I may add here that the reader will find an Index at the end of this volume, in which every paragraph is referred to its original source in the Dissertations, Encheiridion, or Fragments—the references applying to Schweighäuser’s standard edition of Epictetus.[2]

As regards the style of my translation, I hope the tinge of archaism I have given it will be felt to suit the matter. I could think of no idiom so varied, so flexible even down to its use of various grammatical forms, so well suited alike to colloquy, or argument, or satire, or impassioned eloquence, as Elizabethan English.

So much to make the plan of the present work understood; and the reader may perhaps wish that I would now leave him to the study of it. But there is much in Epictetus the significance of which will not appear to any one who is unacquainted with the general system of Stoic philosophy which formed the basis of Epictetus’s ethical teaching. And I hope that the reader will prefer to have such information as is necessary given him in the form of a general introduction rather than in that of a multitude of notes.
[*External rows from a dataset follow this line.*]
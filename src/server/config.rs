//! Application configuration loaded from environment variables.

use crate::server::error::config::ConfigError;

/// Default nickname template, `[CORP] Character Name`.
pub static DEFAULT_NICKNAME_FORMAT: &str = "[%2$s] %1$s";

/// Default minimum level of connector events persisted to the database.
pub static DEFAULT_LOG_LEVEL: &str = "error";

static DEFAULT_LISTEN_ADDRESS: &str = "0.0.0.0:8080";

/// Server configuration.
pub struct Config {
    /// Database connection URL, `DATABASE_URL`
    pub database_url: String,
    /// Address the HTTP server binds to, `LISTEN_ADDRESS`
    pub listen_address: String,
    /// Connector settings
    pub connector: ConnectorConfig,
}

/// Settings shared by every connector.
#[derive(Clone, Debug, PartialEq, Eq)]
pub struct ConnectorConfig {
    /// Require every character of a user to hold a valid refresh token before any set is granted.
    pub strict_mode: bool,
    /// Include corporation and alliance tickers in nicknames.
    pub nickname_ticker: bool,
    /// Positional template used to build nicknames, `%1$s` is the character name,
    /// `%2$s` the corporation ticker and `%3$s` the alliance ticker.
    pub nickname_format: String,
    /// Minimum level of connector events persisted to the database.
    pub log_level: String,
}

impl Default for ConnectorConfig {
    fn default() -> Self {
        Self {
            strict_mode: true,
            nickname_ticker: true,
            nickname_format: DEFAULT_NICKNAME_FORMAT.to_string(),
            log_level: DEFAULT_LOG_LEVEL.to_string(),
        }
    }
}

impl Config {
    /// Loads the configuration from environment variables.
    ///
    /// # Errors
    /// - `ConfigError::MissingEnvVar` - `DATABASE_URL` is not set
    /// - `ConfigError::InvalidEnvValue` - A boolean setting cannot be parsed
    pub fn from_env() -> Result<Self, ConfigError> {
        Ok(Self {
            database_url: required_var("DATABASE_URL")?,
            listen_address: std::env::var("LISTEN_ADDRESS")
                .unwrap_or_else(|_| DEFAULT_LISTEN_ADDRESS.to_string()),
            connector: ConnectorConfig::from_env()?,
        })
    }
}

impl ConnectorConfig {
    /// Reads the `CONNECTOR_*` settings, falling back to [`ConnectorConfig::default`] for
    /// each variable that is not set.
    pub fn from_env() -> Result<Self, ConfigError> {
        let default = Self::default();

        Ok(Self {
            strict_mode: bool_var("CONNECTOR_STRICT", default.strict_mode)?,
            nickname_ticker: bool_var("CONNECTOR_TICKER", default.nickname_ticker)?,
            nickname_format: std::env::var("CONNECTOR_FORMAT")
                .ok()
                .filter(|format| !format.is_empty())
                .unwrap_or(default.nickname_format),
            log_level: std::env::var("CONNECTOR_LOG_LEVEL")
                .map(|level| level.to_lowercase())
                .unwrap_or(default.log_level),
        })
    }
}

fn required_var(var: &str) -> Result<String, ConfigError> {
    std::env::var(var).map_err(|_| ConfigError::MissingEnvVar(var.to_string()))
}

fn bool_var(var: &str, default: bool) -> Result<bool, ConfigError> {
    match std::env::var(var) {
        Ok(value) => parse_bool(&value).ok_or_else(|| ConfigError::InvalidEnvValue {
            var: var.to_string(),
            reason: format!("expected a boolean, got {:?}", value),
        }),
        Err(std::env::VarError::NotPresent) => Ok(default),
        Err(e) => Err(ConfigError::InvalidEnvValue {
            var: var.to_string(),
            reason: e.to_string(),
        }),
    }
}

fn parse_bool(value: &str) -> Option<bool> {
    match value.trim().to_lowercase().as_str() {
        "true" | "1" | "yes" | "on" => Some(true),
        "false" | "0" | "no" | "off" => Some(false),
        _ => None,
    }
}
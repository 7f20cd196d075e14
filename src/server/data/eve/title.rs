use sea_orm::{
    ColumnTrait, ConnectionTrait, DbErr, EntityTrait, QueryFilter, QueryOrder, QuerySelect,
};

use crate::server::{data::contains_ignore_case, model::db::EveCorporationTitleModel};

/// Corporation titles and their holders.
pub struct TitleRepository<'a, C: ConnectionTrait> {
    db: &'a C,
}

impl<'a, C: ConnectionTrait> TitleRepository<'a, C> {
    /// Creates a new instance of [`TitleRepository`]
    pub fn new(db: &'a C) -> Self {
        Self { db }
    }

    /// Get the corporation title record IDs held by any of the provided characters
    ///
    /// # Arguments
    /// - `character_ids`: `eve_character` record IDs (not EVE character IDs)
    pub async fn get_title_ids_by_character_ids(
        &self,
        character_ids: &[i32],
    ) -> Result<Vec<i64>, DbErr> {
        if character_ids.is_empty() {
            return Ok(Vec::new());
        }

        let title_ids: Vec<i32> = entity::prelude::EveCharacterTitle::find()
            .select_only()
            .column(entity::eve_character_title::Column::TitleId)
            .distinct()
            .filter(
                entity::eve_character_title::Column::CharacterId
                    .is_in(character_ids.iter().copied()),
            )
            .into_tuple()
            .all(self.db)
            .await?;

        Ok(title_ids.into_iter().map(i64::from).collect())
    }

    /// Search the titles of a corporation by name
    pub async fn search(
        &self,
        corporation_id: i64,
        query: &str,
    ) -> Result<Vec<EveCorporationTitleModel>, DbErr> {
        entity::prelude::EveCorporationTitle::find()
            .filter(entity::eve_corporation_title::Column::CorporationId.eq(corporation_id))
            .filter(contains_ignore_case(
                entity::eve_corporation_title::Column::Name,
                query,
            ))
            .order_by_asc(entity::eve_corporation_title::Column::Name)
            .all(self.db)
            .await
    }
}
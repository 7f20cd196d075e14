//! User, character ownership, refresh token, role and squad fixture utilities.

pub mod data;

use crate::TestContext;

impl TestContext {
    pub fn user<'a>(&'a self) -> UserFixtures<'a> {
        UserFixtures { setup: self }
    }
}

pub struct UserFixtures<'a> {
    pub setup: &'a TestContext,
}
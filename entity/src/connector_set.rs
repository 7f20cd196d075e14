use sea_orm::entity::prelude::*;

/// A group on a third party platform whose members are synced by a connector.
///
/// `connector_id` is the platform's own identifier for the group.
#[derive(Clone, Debug, PartialEq, Eq, DeriveEntityModel)]
#[sea_orm(table_name = "connector_set")]
pub struct Model {
    #[sea_orm(primary_key)]
    pub id: i32,
    pub connector_type: String,
    pub connector_id: String,
    pub name: String,
    pub is_public: bool,
    pub created_at: DateTime,
    pub updated_at: DateTime,
}

#[derive(Copy, Clone, Debug, EnumIter, DeriveRelation)]
pub enum Relation {
    #[sea_orm(has_many = "super::connector_set_entity::Entity")]
    ConnectorSetEntity,
}

impl Related<super::connector_set_entity::Entity> for Entity {
    fn to() -> RelationDef {
        Relation::ConnectorSetEntity.def()
    }
}

impl ActiveModelBehavior for ActiveModel {}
The founder of the Stoic philosophy was Zeno, a native of Cyprus, who taught in Athens, about 300 b. c., in that frescoed arcade, or Stoa, which gave its name to his school. His birthplace is worth noting, for Zeno lived at the beginning of that epoch, himself one of the first products of it, in which the influence of the East became strongly apparent in Greek thought; the period called Hellenistic in contradistinction to the purely Hellenic period which ended in the conquests of the Macedonians. In many ways the conditions of life in the Hellenistic period formed the most favorable milieu possible for the development of Greek thought upon the only lines which, after Aristotle, it could fruitfully pursue; and this not in spite of, but even because of, the great degradation of political and social life from which all Hellendom then suffered. What the democratic polities were like, on which was laid the problem of confronting Philip of Macedon, we may conjecture from the history of the best known and assuredly not the worst of them, Athens. And the best type of Athenian whose rise to power was favored by the conditions of this time and place was Demosthenes: Demosthenes, the grand historical warning to all peoples against committing their destinies to professional orators; the statesman whose doubtless real veneration for his country and her past served only to make him a more mischievous counselor in her present difficulties; whose splendid power as a wielder of words was scarcely more signal than his incapacity and cowardice when he was called upon to match those words with deeds. Athens, entangling the Thebans in an alliance against Macedon, and then leaving them to face Alexander alone; deifying Demetrius the Besieger for driving out a Macedonian garrison, and allotting him the Parthenon itself to be his lodging and the scene of his unspeakable profligacies; murdering Phocion, the one man who dared to bring sincerity and virtue to her service—Athens was a type of the Greek States of this epoch: too unprincipled for democratic government, too contentious for despotism, too vain to submit to foreign rule, too lacking in valor, purpose, union, to resist it with effect.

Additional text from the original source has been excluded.